《MUMEI》

「なあ、どうなったんだよ?」
一人、状況が見えないタツヤはじれったそうにバックミラー越しに彼を見た。
「なんか、どっか行ったみたい」
彼が呟く。
「ああ?」
「煙上げて逃げてったよ」
レイカは力が抜けたのかズルズルと座席にもたれた。
「マジで!?」
タツヤはアクセルから足を浮かせ、勢いよく後ろを振り返った。
反動で車は大きく右へ逸れる。
『おい!!』
彼とレイカの声がハモる。
「おっと。あぶねえ」
タツヤは慌ててブレーキを踏み込んだ。
甲高い音を響かせて車は横滑りしながら停まった。
あと一歩で海へダイブするところだ。

「勘弁してくれよ。せっかくヘリから逃げても、海に落ちたら意味ねぇって」
彼はぐったりと後部座席に横になった。
「悪かったって。けどマジで俺ら助かったわけ?」
「まだわからない。すぐ次のが来るかも」
レイカは頬の血を手で拭いながら言った。
「あ、大丈夫か?怪我」
タツヤはレイカを覗き込んだ。
「平気。とにかく早くここから離れたほうがいい」
「…だな。
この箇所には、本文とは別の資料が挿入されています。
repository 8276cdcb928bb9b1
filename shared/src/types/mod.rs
//! Type definitions module with domain-specific sub-modules
//!
//! - `context` - Per-request locale/time zone state and request scope
//! - `locale` - Locale identifiers
//! - `response` - Response envelope wire types
//! - `timezone` - IANA time zone identifiers

pub mod context;
pub mod locale;
pub mod response;
pub mod timezone;

pub use context::{RequestContext, RequestScope};
pub use locale::{Locale, DEFAULT_LOCALE};
pub use response::{
    ApiError, ApiMessage, ApiSubError, ApiValidationError, ResponseBody, ResponseEnvelope,
    ResponseMetadata, ZonedTimestamp, ERROR_MESSAGE, SUCCESS_MESSAGE,
};
pub use timezone::{TimeZoneId, DEFAULT_TIMEZONE};
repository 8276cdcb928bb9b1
//! Server configuration module

use serde::{Deserialize, Serialize};
use std::env;

/// HTTP server configuration
#[derive(Debug, Clone, Deserialize, Serialize)]
pub struct ServerConfig {
    /// Server host address
    pub host: String,

    /// Server port
    pub port: u16,

    /// Worker threads (0 = number of CPU cores)
    #[serde(default)]
    pub workers: usize,
}

impl Default for ServerConfig {
    fn default() -> Self {
        Self {
            host: String::from("127.0.0.1"),
            port: 8080,
            workers: 0,
        }
    }
}

impl ServerConfig {
    /// Create a new server configuration
    pub fn new(host: impl Into<String>, port: u16) -> Self {
        Self {
            host: host.into(),
            port,
            ..Default::default()
        }
    }

    /// Read `SERVER_HOST`, `SERVER_PORT` and `SERVER_WORKERS`
    pub fn from_env() -> Self {
        let defaults = Self::default();
        Self {
            host: env::var("SERVER_HOST").unwrap_or(defaults.host),
            port: parse_var("SERVER_PORT").unwrap_or(defaults.port),
            workers: parse_var("SERVER_WORKERS").unwrap_or(defaults.workers),
        }
    }

    /// Get the bind address
    pub fn bind_address(&self) -> String {
        format!("{}:{}", self.host, self.port)
    }
}

fn parse_var<T: std::str::FromStr>(name: &str) -> Option<T> {
    let raw = env::var(name).ok()?;
    match raw.parse() {
        Ok(value) => Some(value),
        Err(_) => {
            tracing::warn!(name, value = %raw, "Ignoring unparseable setting");
            None
        }
    }
}
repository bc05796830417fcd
fn main() {
    tauri_build::build()
}
use crate::db::DbState;
use crate::error::ServiceError;
use crate::voting::service::VotingService;
use tauri::State;

/// Get the candidate names to populate the ballot
#[tauri::command]
pub fn list_candidates(db_state: State<DbState>) -> Result<Vec<String>, ServiceError> {
  VotingService::list_candidates(&db_state)
}

/// Submit a vote for the selected candidate
#[tauri::command]
pub fn cast_vote(db_state: State<DbState>, candidate_name: String) -> Result<(), ServiceError> {
  VotingService::cast_vote(&db_state, candidate_name)
}

/// Get the full vote history
#[tauri::command]
pub fn list_votes(db_state: State<DbState>) -> Result<Vec<String>, ServiceError> {
  VotingService::list_votes(&db_state)
}
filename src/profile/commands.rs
use crate::db::DbState;
use crate::error::ServiceError;
use crate::profile::{models::Profile, service::ProfileService};
use chrono::NaiveDate;
use tauri::State;

/// Get the local user's profile, or an empty one if none was saved yet
#[tauri::command]
pub fn load_profile(db_state: State<DbState>) -> Result<Profile, ServiceError> {
  ProfileService::load_profile(&db_state)
}

/// Save the local user's profile
#[tauri::command]
pub fn save_profile(
  db_state: State<DbState>,
  name: String,
  date_of_birth: NaiveDate,
  profile_picture: String,
) -> Result<(), ServiceError> {
  ProfileService::save_profile(&db_state, name, date_of_birth, profile_picture)
}
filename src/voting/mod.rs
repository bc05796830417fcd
pub mod commands;
pub mod service;

pub use service::VotingService;
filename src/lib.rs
// Learn more about Tauri commands at https://tauri.app/develop/calling-rust/
pub mod admin;
pub mod db;
pub mod error;
pub mod profile;
pub mod voting;

use db::DbState;
use std::sync::Mutex;
use tauri::Manager;

#[cfg_attr(mobile, tauri::mobile_entry_point)]
pub fn run() {
  tauri::Builder::default()
    .manage(DbState(Mutex::new(None)))
    .plugin(tauri_plugin_log::Builder::new().build())
    .plugin(tauri_plugin_opener::init())
    .setup(|app| {
      // Open the shared store and seed the demo ballot before any
      // command can run.
      let app_handle = app.handle().clone();
      match db::core::initialize_database(&app_handle) {
        Ok(conn) => {
          if let Err(e) = db::core::seed_demo_candidates(&conn) {
            log::warn!("[setup] Failed to seed demo candidates: {}", e);
          }
          let state = app_handle.state::<DbState>();
          *state.0.lock().unwrap() = Some(conn);
          log::info!("[setup] Database initialized successfully.");
        }
        Err(e) => {
          log::error!("[setup] Failed to initialize database: {}", e);
          panic!("Database initialization failed: {}", e);
        }
      }
      Ok(())
    })
    .invoke_handler(tauri::generate_handler![
      voting::commands::list_candidates,
      voting::commands::cast_vote,
      voting::commands::list_votes,
      profile::commands::load_profile,
      profile::commands::save_profile,
      admin::commands::admin_list_users,
      admin::commands::admin_verify_user,
      admin::commands::admin_ban_user,
      admin::commands::admin_list_candidates,
      admin::commands::admin_add_candidate,
      admin::commands::admin_delete_candidate,
    ])
    .run(tauri::generate_context!())
    .expect("error while running tauri application");
}
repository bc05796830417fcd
pub mod core;

pub use core::DbState;
use crate::db::DbState;
use crate::error::ServiceError;
use rusqlite::params;

pub struct VotingService;

impl VotingService {
  /// Candidate names for the ballot, in insertion order. Duplicate names
  /// are listed as-is; the store enforces no uniqueness.
  pub fn list_candidates(db_state: &DbState) -> Result<Vec<String>, ServiceError> {
    let conn_guard = db_state
      .0
      .lock()
      .map_err(|_| ServiceError::Store("Failed to acquire DB lock".to_string()))?;
    let conn = conn_guard
      .as_ref()
      .ok_or_else(|| ServiceError::Store("Database connection not available.".to_string()))?;

    let mut stmt = conn.prepare("SELECT name FROM candidates")?;
    let candidates = stmt
      .query_map([], |row| row.get(0))?
      .collect::<Result<Vec<String>, _>>()?;

    Ok(candidates)
  }

  /// Records a vote for the given candidate name.
  ///
  /// The name is stored verbatim; there is no check that it matches an
  /// existing candidate, so a stale ballot entry is accepted as-is.
  pub fn cast_vote(db_state: &DbState, candidate_name: String) -> Result<(), ServiceError> {
    if candidate_name.is_empty() {
      return Err(ServiceError::Validation(
        "You must select a candidate to vote.".to_string(),
      ));
    }

    let conn_guard = db_state
      .0
      .lock()
      .map_err(|_| ServiceError::Store("Failed to acquire DB lock".to_string()))?;
    let conn = conn_guard
      .as_ref()
      .ok_or_else(|| ServiceError::Store("Database connection not available.".to_string()))?;

    conn.execute(
      "INSERT INTO votes (vote) VALUES (?1)",
      params![candidate_name],
    )?;

    log::info!("[voting] Vote cast for: {}", candidate_name);
    Ok(())
  }

  /// The full vote history as name strings, in insertion order. No tally
  /// is computed anywhere.
  pub fn list_votes(db_state: &DbState) -> Result<Vec<String>, ServiceError> {
    let conn_guard = db_state
      .0
      .lock()
      .map_err(|_| ServiceError::Store("Failed to acquire DB lock".to_string()))?;
    let conn = conn_guard
      .as_ref()
      .ok_or_else(|| ServiceError::Store("Database connection not available.".to_string()))?;

    let mut stmt = conn.prepare("SELECT vote FROM votes")?;
    let votes = stmt
      .query_map([], |row| row.get(0))?
      .collect::<Result<Vec<String>, _>>()?;

    Ok(votes)
  }
}
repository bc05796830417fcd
use serde::{Deserialize, Serialize};
use ts_rs::TS;

/// The application assumes a single local user; every profile read and
/// write targets this row id.
pub const PROFILE_ID: i64 = 1;

/// The local user's identity record.
///
/// `date_of_birth` is stored as ISO "yyyy-MM-dd" text and returned
/// exactly as stored. `is_verified` is an administrative flag, not an
/// authentication mechanism.
#[derive(Debug, Clone, Serialize, Deserialize, TS)]
#[ts(export, export_to = "profile.ts")]
pub struct Profile {
  pub id: i64,
  pub name: String,
  pub date_of_birth: String,
  pub profile_picture: String,
  pub is_verified: bool,
}

impl Default for Profile {
  fn default() -> Self {
    Self {
      id: PROFILE_ID,
      name: String::new(),
      date_of_birth: String::new(),
      profile_picture: String::new(),
      is_verified: false,
    }
  }
}
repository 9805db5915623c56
//! False position (regula falsi): bracketed secant-line interpolation.

use raiz_core::Function;

use crate::{Config, Error, convergence::percent_error, evaluate::evaluate};

/// One false-position iteration.
///
/// `a` and `b` are the bracket as it stood when `x_root` was computed,
/// not the bracket after this iteration's update.
#[derive(Debug, Clone, Copy, PartialEq)]
pub struct Iteration {
    pub a: f64,
    pub b: f64,
    /// Secant-line intercept, the iteration's root estimate.
    pub x_root: f64,
    pub f_x_root: f64,
    /// Percent error against the previous estimate; `None` on the
    /// first iteration.
    pub approx_error: Option<f64>,
}

/// Finds a root of `f` over the bracket `[a, b]` by false position.
///
/// Unlike bisection there is no exact-zero stop: a zero function value
/// at the estimate is absorbed by the error check on the following
/// iteration. The endpoints are re-evaluated every iteration, so a
/// capability whose values drift can trip the denominator check at any
/// point of the solve.
///
/// # Errors
///
/// Returns an error if the config is invalid, the bracket endpoints
/// cannot be evaluated, `f(a) * f(b) >= 0`, or `f(a)` and `f(b)` are
/// exactly equal within an iteration.
pub fn solve<F>(f: &F, bracket: [f64; 2], config: &Config) -> Result<Vec<Iteration>, Error>
where
    F: Function,
{
    config
        .validate()
        .map_err(|reason| Error::InvalidConfig { reason })?;

    let [mut a, mut b] = bracket;

    let f_a = evaluate(f, a, 0)?;
    let f_b = evaluate(f, b, 0)?;
    if f_a * f_b >= 0.0 {
        return Err(Error::NoSignChange { a, b, f_a, f_b });
    }

    let mut trace = Vec::new();
    let mut x_prev: Option<f64> = None;

    for iteration in 1..=config.max_iters {
        let f_a = evaluate(f, a, iteration)?;
        let f_b = evaluate(f, b, iteration)?;

        #[allow(clippy::float_cmp)]
        if f_a == f_b {
            return Err(Error::ZeroDenominator {
                iteration,
                x0: a,
                x1: b,
                value: f_a,
            });
        }

        let x_root = b - (f_b * (a - b)) / (f_a - f_b);
        let f_x_root = evaluate(f, x_root, iteration)?;
        let approx_error = x_prev.map(|prev| percent_error(x_root, prev));

        trace.push(Iteration {
            a,
            b,
            x_root,
            f_x_root,
            approx_error,
        });

        if approx_error.is_some_and(|e| e < config.tolerance) {
            break;
        }

        if f_a * f_x_root < 0.0 {
            b = x_root;
        } else {
            a = x_root;
        }

        x_prev = Some(x_root);
    }

    Ok(trace)
}
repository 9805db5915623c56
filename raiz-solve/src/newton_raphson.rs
//! Newton-Raphson: tangent-line steps using a supplied derivative.

use raiz_core::Function;

use crate::{Config, Error, convergence::percent_error_or_abs, evaluate::evaluate};

/// One Newton-Raphson iteration.
#[derive(Debug, Clone, Copy, PartialEq)]
pub struct Iteration {
    pub x_prev: f64,
    pub x_new: f64,
    /// `f` evaluated at `x_new`, a separate call from the one that
    /// produced the step.
    pub f_x_new: f64,
    /// Percent error against `x_prev`, or the absolute difference when
    /// `x_new` is zero; `None` on the first iteration.
    pub approx_error: Option<f64>,
}

/// Finds a root of `f` from the seed `x0` using its derivative `df`.
///
/// Each step is `x_new = x_prev - f(x_prev) / df(x_prev)`. A vanishing
/// derivative is fatal: the solve aborts rather than skipping the
/// step, and the partial trace is discarded.
///
/// # Errors
///
/// Returns an error if the config is invalid, `f` or `df` cannot be
/// evaluated, or `df` is exactly zero at the current estimate.
pub fn solve<F, D>(f: &F, df: &D, x0: f64, config: &Config) -> Result<Vec<Iteration>, Error>
where
    F: Function,
    D: Function,
{
    config
        .validate()
        .map_err(|reason| Error::InvalidConfig { reason })?;

    let mut trace = Vec::new();
    let mut x_prev = x0;

    for iteration in 1..=config.max_iters {
        let f_x = evaluate(f, x_prev, iteration)?;
        let df_x = evaluate(df, x_prev, iteration)?;

        if df_x == 0.0 {
            return Err(Error::ZeroDerivative {
                x: x_prev,
                iteration,
            });
        }

        let x_new = x_prev - f_x / df_x;
        let approx_error = (iteration > 1).then(|| percent_error_or_abs(x_new, x_prev));
        let f_x_new = evaluate(f, x_new, iteration)?;

        trace.push(Iteration {
            x_prev,
            x_new,
            f_x_new,
            approx_error,
        });

        if approx_error.is_some_and(|e| e < config.tolerance) {
            break;
        }

        x_prev = x_new;
    }

    Ok(trace)
}

#[cfg(test)]
mod tests {
    use super::*;

    use approx::assert_relative_eq;
    use raiz_core::RealFn;

    fn parabola() -> RealFn<impl Fn(f64) -> f64> {
        RealFn::new(|x: f64| x * x - 4.0)
    }

    fn slope() -> RealFn<impl Fn(f64) -> f64> {
        RealFn::new(|x: f64| 2.0 * x)
    }

    #[test]
    fn converges_on_parabola() {
        let trace = solve(&parabola(), &slope(), 3.0, &Config::default()).expect("should solve");

        let last = trace.last().expect("non-empty trace");
        assert_relative_eq!(last.x_new, 2.0, epsilon = 1e-3);
        assert!(last.approx_error.expect("converged") < 1e-3);
        assert_eq!(trace[0].approx_error, None);
    }

    #[test]
    fn first_step_is_the_tangent_intercept() {
        let trace = solve(&parabola(), &slope(), 3.0, &Config::default()).expect("should solve");

        // x1 = 3 - 5/6 = 13/6, and the record re-evaluates f there.
        assert_relative_eq!(trace[0].x_prev, 3.0);
        assert_relative_eq!(trace[0].x_new, 13.0 / 6.0);
        assert_relative_eq!(trace[0].f_x_new, (13.0 / 6.0) * (13.0 / 6.0) - 4.0);
    }

    #[test]
    fn zero_derivative_at_seed_is_fatal() {
        let result = solve(&parabola(), &slope(), 0.0, &Config::default());
        assert!(matches!(
            result,
            Err(Error::ZeroDerivative { iteration: 1, .. })
        ));
    }

    #[test]
    fn errors_on_invalid_config() {
        let config = Config {
            tolerance: 0.0,
            ..Config::default()
        };
        let result = solve(&parabola(), &slope(), 3.0, &config);
        assert!(matches!(result, Err(Error::InvalidConfig { .. })));
    }
}
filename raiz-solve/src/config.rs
/// Shared configuration for all root-finding solvers.
///
/// The tolerance is compared against the approximate error of each
/// iteration, which is a percentage for nonzero estimates (see the
/// crate's convergence rules).
#[derive(Debug, Clone, Copy, PartialEq)]
pub struct Config {
    /// Convergence threshold for the approximate error.
    pub tolerance: f64,
    /// Iteration cap; reaching it returns the trace without error.
    pub max_iters: usize,
}

impl Default for Config {
    fn default() -> Self {
        Self {
            tolerance: 1e-3,
            max_iters: 100,
        }
    }
}

impl Config {
    /// Validates that the tolerance is positive and finite and the
    /// iteration cap is nonzero.
    ///
    /// # Errors
    ///
    /// Returns a reason string if either field is out of range.
    pub fn validate(&self) -> Result<(), &'static str> {
        if !self.tolerance.is_finite() || self.tolerance <= 0.0 {
            return Err("tolerance must be finite and positive");
        }
        if self.max_iters == 0 {
            return Err("max_iters must be greater than zero");
        }
        Ok(())
    }
}

#[cfg(test)]
mod tests {
    use super::*;

    #[test]
    fn default_config_is_valid() {
        assert!(Config::default().validate().is_ok());
    }

    #[test]
    fn rejects_non_positive_tolerance() {
        let config = Config {
            tolerance: 0.0,
            ..Config::default()
        };
        assert!(config.validate().is_err());

        let config = Config {
            tolerance: -1.0,
            ..Config::default()
        };
        assert!(config.validate().is_err());
    }

    #[test]
    fn rejects_non_finite_tolerance() {
        let config = Config {
            tolerance: f64::NAN,
            ..Config::default()
        };
        assert!(config.validate().is_err());
    }

    #[test]
    fn rejects_zero_iteration_cap() {
        let config = Config {
            max_iters: 0,
            ..Config::default()
        };
        assert!(config.validate().is_err());
    }
}
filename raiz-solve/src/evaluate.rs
use thiserror::Error;

use raiz_core::Function;

use crate::Error as SolveError;

/// The capability produced a value the solvers cannot iterate on.
#[derive(Debug, Error)]
#[error("non-finite value {value}")]
pub(crate) struct NonFinite {
    pub(crate) value: f64,
}

/// Evaluates `f` at `x`, mapping capability failures and non-finite
/// results to [`Error::Evaluation`](crate::Error::Evaluation) tagged
/// with the iteration index.
pub(crate) fn evaluate<F>(f: &F, x: f64, iteration: usize) -> Result<f64, SolveError>
where
    F: Function,
{
    let value = f.eval(x).map_err(|source| SolveError::Evaluation {
        x,
        iteration,
        source: Box::new(source),
    })?;

    if !value.is_finite() {
        return Err(SolveError::Evaluation {
            x,
            iteration,
            source: Box::new(NonFinite { value }),
        });
    }

    Ok(value)
}

#[cfg(test)]
mod tests {
    use super::*;

    use raiz_core::RealFn;

    #[test]
    fn passes_finite_values_through() {
        let f = RealFn::new(|x: f64| x + 1.0);
        assert_eq!(evaluate(&f, 1.0, 1).expect("finite"), 2.0);
    }

    #[test]
    fn rejects_non_finite_values_with_iteration_index() {
        let f = RealFn::new(|x: f64| 1.0 / x);
        let err = evaluate(&f, 0.0, 3).expect_err("division blows up");
        assert!(matches!(
            err,
            SolveError::Evaluation { iteration: 3, .. }
        ));
    }
}
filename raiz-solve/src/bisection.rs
//! Bisection: repeatedly halves a sign-changing bracket.

use raiz_core::Function;

use crate::{Config, Error, convergence::percent_error, evaluate::evaluate};

/// One bisection iteration.
///
/// `a` and `b` are the bracket as it stood when `x_root` was computed,
/// not the bracket after this iteration's update.
#[derive(Debug, Clone, Copy, PartialEq)]
pub struct Iteration {
    pub a: f64,
    pub b: f64,
    /// Midpoint of the bracket, the iteration's root estimate.
    pub x_root: f64,
    pub f_x_root: f64,
    /// Percent error against the previous estimate; `None` on the
    /// first iteration.
    pub approx_error: Option<f64>,
}

/// Finds a root of `f` over the bracket `[a, b]` by bisection.
///
/// Iterates until the approximate error drops below the tolerance,
/// `f` is exactly zero at a midpoint, or the iteration cap is reached.
/// Reaching the cap is not an error: the trace is returned as-is and
/// its last record carries the best available estimate.
///
/// # Errors
///
/// Returns an error if the config is invalid, the bracket endpoints
/// cannot be evaluated, or `f(a) * f(b) >= 0`.
pub fn solve<F>(f: &F, bracket: [f64; 2], config: &Config) -> Result<Vec<Iteration>, Error>
where
    F: Function,
{
    config
        .validate()
        .map_err(|reason| Error::InvalidConfig { reason })?;

    let [mut a, mut b] = bracket;

    let f_a = evaluate(f, a, 0)?;
    let f_b = evaluate(f, b, 0)?;
    if f_a * f_b >= 0.0 {
        return Err(Error::NoSignChange { a, b, f_a, f_b });
    }

    let mut trace = Vec::new();
    let mut x_prev: Option<f64> = None;

    for iteration in 1..=config.max_iters {
        let x_root = (a + b) / 2.0;
        let f_x_root = evaluate(f, x_root, iteration)?;
        let approx_error = x_prev.map(|prev| percent_error(x_root, prev));

        trace.push(Iteration {
            a,
            b,
            x_root,
            f_x_root,
            approx_error,
        });

        #[allow(clippy::float_cmp)]
        if approx_error.is_some_and(|e| e < config.tolerance) || f_x_root == 0.0 {
            break;
        }

        let f_a = evaluate(f, a, iteration)?;
        if f_a * f_x_root < 0.0 {
            b = x_root;
        } else {
            a = x_root;
        }

        x_prev = Some(x_root);
    }

    Ok(trace)
}

#[cfg(test)]
mod tests {
    use super::*;

    use approx::assert_relative_eq;
    use raiz_core::RealFn;

    fn parabola() -> RealFn<impl Fn(f64) -> f64> {
        RealFn::new(|x: f64| x * x - 4.0)
    }

    #[test]
    fn converges_on_parabola() {
        let trace = solve(&parabola(), [0.0, 3.0], &Config::default()).expect("should solve");

        assert!(trace.len() <= 20);
        let last = trace.last().expect("non-empty trace");
        assert_relative_eq!(last.x_root, 2.0, epsilon = 1e-3);
        assert!(last.approx_error.expect("converged") < 1e-3);
    }

    #[test]
    fn first_iteration_has_no_error() {
        let trace = solve(&parabola(), [0.0, 3.0], &Config::default()).expect("should solve");

        assert_eq!(trace[0].approx_error, None);
        assert!(trace[1..].iter().all(|it| it.approx_error.is_some()));
    }

    #[test]
    fn records_hold_pre_update_bracket() {
        let trace = solve(&parabola(), [0.0, 3.0], &Config::default()).expect("should solve");

        // First midpoint is 1.5; f(0) and f(1.5) are both negative,
        // so the bracket moves to [1.5, 3] for the second record.
        assert_relative_eq!(trace[0].a, 0.0);
        assert_relative_eq!(trace[0].b, 3.0);
        assert_relative_eq!(trace[0].x_root, 1.5);
        assert_relative_eq!(trace[1].a, 1.5);
        assert_relative_eq!(trace[1].b, 3.0);
    }

    #[test]
    fn stops_on_exact_zero() {
        let trace = solve(&parabola(), [0.0, 4.0], &Config::default()).expect("should solve");

        assert_eq!(trace.len(), 1);
        assert_relative_eq!(trace[0].x_root, 2.0);
        assert_relative_eq!(trace[0].f_x_root, 0.0);
        assert_eq!(trace[0].approx_error, None);
    }

    #[test]
    fn cap_exhaustion_returns_trace_silently() {
        let config = Config {
            max_iters: 3,
            ..Config::default()
        };
        let trace = solve(&parabola(), [0.0, 3.0], &config).expect("should not error");

        assert_eq!(trace.len(), 3);
        let last = trace.last().expect("non-empty trace");
        assert!(last.approx_error.expect("second or later") >= config.tolerance);
    }

    #[test]
    fn errors_on_no_sign_change() {
        let result = solve(&parabola(), [5.0, 10.0], &Config::default());
        assert!(matches!(result, Err(Error::NoSignChange { .. })));
    }

    #[test]
    fn root_at_endpoint_is_no_sign_change() {
        // f(2) = 0 makes the product zero, which the precondition
        // rejects rather than treating as a solved problem.
        let result = solve(&parabola(), [2.0, 3.0], &Config::default());
        assert!(matches!(result, Err(Error::NoSignChange { .. })));
    }

    #[test]
    fn errors_on_invalid_config() {
        let config = Config {
            tolerance: 0.0,
            ..Config::default()
        };
        let result = solve(&parabola(), [0.0, 3.0], &config);
        assert!(matches!(result, Err(Error::InvalidConfig { .. })));
    }
}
よし、行くか」
タツヤは一旦車をバックさせて道路に戻し、発進させた。
「でもさ、あんだけのスピードでけっこう走ったのに何にも見えてこないよな」
仰向けに体勢を変えて、彼は窓の外を見上げた。
もう辺りは薄暗く、空にはたくさんの星が瞬いている。
「そうでもないぜ?見ろよ」
言ってタツヤは前を指差した。
その先には、まるでこの場所を隠すかのように大きく山がそびえ立っていた。